The second Eckel posting I’m blogging is very related: his emerging preference for strong testing rather than strong typing. Huge experience in C++/Java, but some personal experience with high-productivity, low-problem Python systems has caused him to reconsider a very basic, long-held assumption. Here he makes an analogy to the productivity boost the compiler brought us:

It’s very much like going from old C to C++. Suddenly, the compiler was performing many more tests for you and your code was getting right, faster. But those syntax tests can only go so far. The compiler cannot know how you expect the program to behave, so you must “extend” the compiler by adding unit tests (regardless of the language you’re using).

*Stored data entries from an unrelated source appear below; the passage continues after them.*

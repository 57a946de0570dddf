/// Generates the `get_`, `delete_` and `list_` methods every store client
/// shares, mapping framework errors into the client's own error type.
macro_rules! impl_client_methods {
    ($client_name:ident, $entity:ty, $error:ty, $entity_name_snake:ident, $plural_snake:ident) => {
        paste::paste! {
            impl $client_name {
                #[tracing::instrument(skip(self))]
                pub async fn [<get_ $entity_name_snake>](&self, id: String) -> Result<Option<$entity>, $error> {
                    tracing::debug!("Sending request");
                    self.inner.get(id).await.map_err(<$error>::from)
                }

                #[tracing::instrument(skip(self))]
                pub async fn [<delete_ $entity_name_snake>](&self, id: String) -> Result<(), $error> {
                    tracing::debug!("Sending request");
                    self.inner.delete(id).await.map_err(<$error>::from)
                }

                #[tracing::instrument(skip(self))]
                pub async fn [<list_ $plural_snake>](&self) -> Result<Vec<$entity>, $error> {
                    tracing::debug!("Sending request");
                    self.inner.list().await.map_err(<$error>::from)
                }
            }
        }
    };
}

macro_rules! impl_client_new {
    ($client_name:ident, $entity:ty) => {
        impl $client_name {
            pub fn new(inner: crate::actor_framework::ResourceClient<$entity>) -> Self {
                Self { inner }
            }
        }
    };
}

macro_rules! impl_basic_client {
    ($client_name:ident, $entity:ty, $error:ty, $entity_name_snake:ident, $plural_snake:ident) => {
        impl_client_new!($client_name, $entity);
        impl_client_methods!($client_name, $entity, $error, $entity_name_snake, $plural_snake);
    };
}
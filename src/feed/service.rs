use std::sync::Arc;
use std::time::Duration;

use tokio::sync::{oneshot, watch};
use tokio::task::JoinHandle;
use tracing::{debug, error, info, instrument, warn};

use crate::actor_framework::Subscription;
use crate::domain::Order;

use super::{FeedCounters, FeedReconciler, NewOrderAlert, Notifier, StatusFilter};

/// Health of the feed as shown to the operator.
#[derive(Debug, Clone, PartialEq, Eq, Default)]
pub enum FeedState {
    /// No snapshot received yet.
    #[default]
    Loading,
    Live,
    /// The source reported an error; the list is the last good one.
    Degraded(String),
}

/// What the orders screen renders: the full list, newest first.
#[derive(Debug, Clone, PartialEq, Default)]
pub struct FeedView {
    pub orders: Vec<Order>,
    pub state: FeedState,
}

impl FeedView {
    pub fn counters(&self) -> FeedCounters {
        FeedCounters::from_orders(&self.orders)
    }

    pub fn filtered(&self, filter: StatusFilter) -> Vec<&Order> {
        super::filter_orders(&self.orders, filter)
    }
}

/// Task that consumes one order subscription, raises new-order alerts and
/// republishes the list.
pub struct FeedService {
    subscription: Subscription<Order>,
    reconciler: FeedReconciler,
    notifier: Arc<dyn Notifier>,
    toast_duration: Duration,
    view: watch::Sender<FeedView>,
    cancel: oneshot::Receiver<()>,
}

/// Owner side of a running feed. Dropping it also ends the feed.
pub struct FeedHandle {
    view: watch::Receiver<FeedView>,
    cancel: oneshot::Sender<()>,
    task: JoinHandle<()>,
}

impl FeedService {
    /// Spawns the feed task over `subscription`.
    pub fn start(
        subscription: Subscription<Order>,
        notifier: Arc<dyn Notifier>,
        toast_duration: Duration,
    ) -> FeedHandle {
        let (view_tx, view_rx) = watch::channel(FeedView::default());
        let (cancel_tx, cancel_rx) = oneshot::channel();
        let service = Self {
            subscription,
            reconciler: FeedReconciler::new(),
            notifier,
            toast_duration,
            view: view_tx,
            cancel: cancel_rx,
        };
        let task = tokio::spawn(service.run());
        FeedHandle {
            view: view_rx,
            cancel: cancel_tx,
            task,
        }
    }

    #[instrument(name = "order_feed", skip(self))]
    async fn run(mut self) {
        info!("Order feed starting");
        loop {
            tokio::select! {
                // Any outcome, including the handle being dropped, ends the feed.
                _ = &mut self.cancel => {
                    debug!("Unsubscribed");
                    break;
                }
                next = self.subscription.next() => match next {
                    Some(Ok(orders)) => self.handle_snapshot(orders),
                    Some(Err(e)) => {
                        error!(error = %e, "Order feed error");
                        self.view.send_modify(|view| view.state = FeedState::Degraded(e.to_string()));
                    }
                    None => {
                        info!("Order source closed");
                        break;
                    }
                },
            }
        }
        info!("Order feed stopped");
    }

    fn handle_snapshot(&mut self, orders: Vec<Order>) {
        let outcome = self.reconciler.reconcile(&orders);
        debug!(
            orders = orders.len(),
            new_pending = outcome.new_pending.len(),
            "Snapshot received"
        );
        if outcome.notify {
            let alert = NewOrderAlert::new(outcome.new_pending, self.toast_duration);
            if let Err(e) = self.notifier.notify(&alert) {
                warn!(error = %e, "New order alert not delivered");
            }
        }
        self.view.send_replace(FeedView {
            orders,
            state: FeedState::Live,
        });
    }
}

impl FeedHandle {
    /// A receiver that observes every republished view.
    pub fn view(&self) -> watch::Receiver<FeedView> {
        self.view.clone()
    }

    pub fn current(&self) -> FeedView {
        self.view.borrow().clone()
    }

    /// Stops the feed and waits for its task to finish.
    pub async fn unsubscribe(self) {
        let _ = self.cancel.send(());
        if let Err(e) = self.task.await {
            error!(error = %e, "Order feed task failed");
        }
    }
}

#[cfg(test)]
mod tests {
    use super::*;
    use crate::actor_framework::FeedError;
    use crate::domain::OrderStatus::*;
    use crate::feed::ChannelNotifier;

    async fn next_view(view: &mut watch::Receiver<FeedView>) -> FeedView {
        view.changed().await.unwrap();
        view.borrow_and_update().clone()
    }

    #[tokio::test]
    async fn alerts_only_after_first_snapshot() {
        let (source, subscription) = Subscription::channel();
        let (notifier, mut alerts) = ChannelNotifier::channel(8);
        let handle = FeedService::start(subscription, Arc::new(notifier), Duration::from_secs(5));
        let mut view = handle.view();

        source.send(Ok(vec![Order::fixture("1", Pendente, 1)])).unwrap();
        let first = next_view(&mut view).await;
        assert_eq!(first.state, FeedState::Live);
        assert!(alerts.try_recv().is_err());

        source
            .send(Ok(vec![Order::fixture("2", Pendente, 2), Order::fixture("1", Pendente, 1)]))
            .unwrap();
        let second = next_view(&mut view).await;
        assert_eq!(second.counters().pending, 2);
        let alert = alerts.try_recv().unwrap();
        assert_eq!(alert.order_ids, vec!["2"]);
        assert_eq!(alert.toast_duration, Duration::from_secs(5));

        source
            .send(Ok(vec![Order::fixture("2", Aceito, 2), Order::fixture("1", Pendente, 1)]))
            .unwrap();
        next_view(&mut view).await;
        assert!(alerts.try_recv().is_err());

        handle.unsubscribe().await;
    }

    #[tokio::test]
    async fn errors_keep_the_last_good_list() {
        let (source, subscription) = Subscription::channel();
        let (notifier, _alerts) = ChannelNotifier::channel(8);
        let handle = FeedService::start(subscription, Arc::new(notifier), Duration::from_secs(5));
        let mut view = handle.view();

        source.send(Ok(vec![Order::fixture("1", EmPreparo, 1)])).unwrap();
        next_view(&mut view).await;

        source
            .send(Err(FeedError::PermissionDenied("missing read rule".into())))
            .unwrap();
        let degraded = next_view(&mut view).await;
        assert_eq!(degraded.orders.len(), 1);
        assert!(matches!(degraded.state, FeedState::Degraded(ref msg) if msg.contains("missing read rule")));

        source.send(Ok(vec![])).unwrap();
        let recovered = next_view(&mut view).await;
        assert_eq!(recovered.state, FeedState::Live);
        assert!(recovered.orders.is_empty());

        handle.unsubscribe().await;
    }

    #[tokio::test]
    async fn unsubscribe_stops_publishing() {
        let (source, subscription) = Subscription::channel();
        let handle = FeedService::start(subscription, Arc::new(crate::feed::LogNotifier), Duration::from_secs(5));
        let mut view = handle.view();

        handle.unsubscribe().await;
        // The task dropped the subscription and the view sender.
        assert!(source.send(Ok(vec![])).is_err());
        assert!(view.changed().await.is_err());
    }
}
use tracing::{debug, info, instrument};

use crate::actor_framework::{FrameworkError, ResourceClient};
use crate::domain::{SettingsPatch, StoreSettings, SETTINGS_ID};
use crate::settings_actor::{SettingsAction, SettingsError};

/// Client for the single settings document.
///
/// The settings store must be started with an id function that always yields
/// [`SETTINGS_ID`].
#[derive(Clone)]
pub struct SettingsClient {
    inner: ResourceClient<StoreSettings>,
}

impl SettingsClient {
    pub fn new(inner: ResourceClient<StoreSettings>) -> Self {
        Self { inner }
    }

    /// Reads the settings, writing the defaults first if none exist yet.
    #[instrument(skip(self))]
    pub async fn get_settings(&self) -> Result<StoreSettings, SettingsError> {
        debug!("Sending request");
        if let Some(settings) = self.inner.get(SETTINGS_ID.to_string()).await? {
            return Ok(settings);
        }
        info!("No settings stored yet, writing defaults");
        match self.inner.create(StoreSettings::default()).await {
            // Another caller wrote them between our read and our create.
            Ok(_) | Err(FrameworkError::AlreadyExists(_)) => {}
            Err(e) => return Err(e.into()),
        }
        self.inner
            .get(SETTINGS_ID.to_string())
            .await?
            .ok_or_else(|| SettingsError::NotFound(SETTINGS_ID.to_string()))
    }

    #[instrument(skip(self, patch))]
    pub async fn update_settings(&self, patch: SettingsPatch) -> Result<StoreSettings, SettingsError> {
        self.get_settings().await?;
        debug!("Sending request");
        Ok(self.inner.update(SETTINGS_ID.to_string(), patch).await?)
    }

    #[instrument(skip(self))]
    pub async fn set_accepting_orders(&self, open: bool) -> Result<(), SettingsError> {
        self.get_settings().await?;
        debug!("Sending request");
        self.inner
            .perform_action(SETTINGS_ID.to_string(), SettingsAction::SetAcceptingOrders(open))
            .await?;
        info!(open, "Order intake updated");
        Ok(())
    }
}

#[cfg(test)]
mod tests {
    use super::*;
    use crate::actor_framework::ResourceActor;
    use crate::mock_framework::{create_mock_client, expect_create, expect_get};

    #[tokio::test]
    async fn test_get_settings_returns_stored_document() {
        let (inner, mut rx) = create_mock_client::<StoreSettings>(10);
        let client = SettingsClient::new(inner);

        let task = tokio::spawn(async move { client.get_settings().await });

        let (id, responder) = expect_get(&mut rx).await.expect("Expected settings read");
        assert_eq!(id, SETTINGS_ID);
        let mut stored = StoreSettings::default();
        stored.aceita_pedidos = false;
        responder.send(Ok(Some(stored.clone()))).unwrap();

        assert_eq!(task.await.unwrap(), Ok(stored));
        // A document was found, so nothing gets created.
        assert!(rx.recv().await.is_none());
    }

    #[tokio::test]
    async fn test_get_settings_rereads_after_losing_the_create_race() {
        let (inner, mut rx) = create_mock_client::<StoreSettings>(10);
        let client = SettingsClient::new(inner);

        let task = tokio::spawn(async move { client.get_settings().await });

        let (_, responder) = expect_get(&mut rx).await.expect("Expected first read");
        responder.send(Ok(None)).unwrap();

        let (_, responder) = expect_create(&mut rx).await.expect("Expected defaults write");
        responder
            .send(Err(FrameworkError::AlreadyExists(SETTINGS_ID.to_string())))
            .unwrap();

        // The winner's document is returned, not the defaults.
        let (id, responder) = expect_get(&mut rx).await.expect("Expected re-read");
        assert_eq!(id, SETTINGS_ID);
        let mut winner = StoreSettings::default();
        winner.valor_frete = 9.0;
        responder.send(Ok(Some(winner.clone()))).unwrap();

        assert_eq!(task.await.unwrap(), Ok(winner));
    }

    #[tokio::test]
    async fn test_stale_defaults_write_keeps_operator_changes() {
        let (actor, inner) = ResourceActor::<StoreSettings>::new(10, || SETTINGS_ID.to_string());
        tokio::spawn(actor.run());
        let client = SettingsClient::new(inner.clone());

        client.set_accepting_orders(false).await.unwrap();

        // A caller that read "no settings" earlier now tries to write defaults.
        let stale = inner.create(StoreSettings::default()).await;
        assert_eq!(stale, Err(FrameworkError::AlreadyExists(SETTINGS_ID.to_string())));

        let settings = client.get_settings().await.unwrap();
        assert!(!settings.aceita_pedidos);
    }
}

If you do this, you can make sweeping changes (refactoring code or modifying design) in a rapid manner because you know that your suite of tests will back you up, and immediately fail if there’s a problem - just like a compilation fails when there’s a syntax problem.

What will the post-TDD programming shift bring? I want Eckel’s posting where he says “It’s very much like going from old strong-typed languages to weak-typed, test-driven development. Suddenly, your tests were catching all your bugs as fast as you wrote your code. But those tests can only go so far. Now, …”

Oh please God, let it be ready for primetime…

Saturday, June 19th, 2004

Signed up today (well, tomorrow, according to system timestamp–guess that’s Russia) for resharper EAP at intellij’s confluence community site. VS.NET has been a major disappointment since IDEA; I can’t wait for nav, dead-code graying, and at least the push-it-around-and-rename-it refactoring stuff. I’m the proud inheritor of a 4000-line C# class that needs some help bad.

No, I mean I’ve *really* just worked up a demo

Saturday, June 19th, 2004

Those tired of managers seeing demos and assuming the thing’s ’bout done can finally make it look like it was just thrown up, using a napkin look and feel. Here it is in action, for the java webstart swingset app.

(via TW Alan Francis’ blog)

(un)diaspora-ing

Friday, April 30th, 2004

Greg Gretsch highlights the brain drain (from Silicon Valley in this article at AlwaysOn) aspect of offshoring tech work, not just the building of know-how elsewhere, but the picking-up and going-home of the considerable numbers of foreigners who came here for educations and/or good tech work.

But which know-how? Americans and others who are actively offshoring activities will of course be learning lots about how and when to offshore, what are the “crown jewels,” what is higher up the value chain for deep-skill workers. Will that be interesting work? Will it be the kind of advantage that tech has been for some decades now?

What will draw back all those people who will have gone home?

What’s your encoding?

Friday, April 30th, 2004

Sam Ruby has started a survival guide for internationalization. It includes some references, of which I particularly liked Joel Spolsky’s minimal i18n bar for programmers. Platonic ideals, okay, now I’ve got it.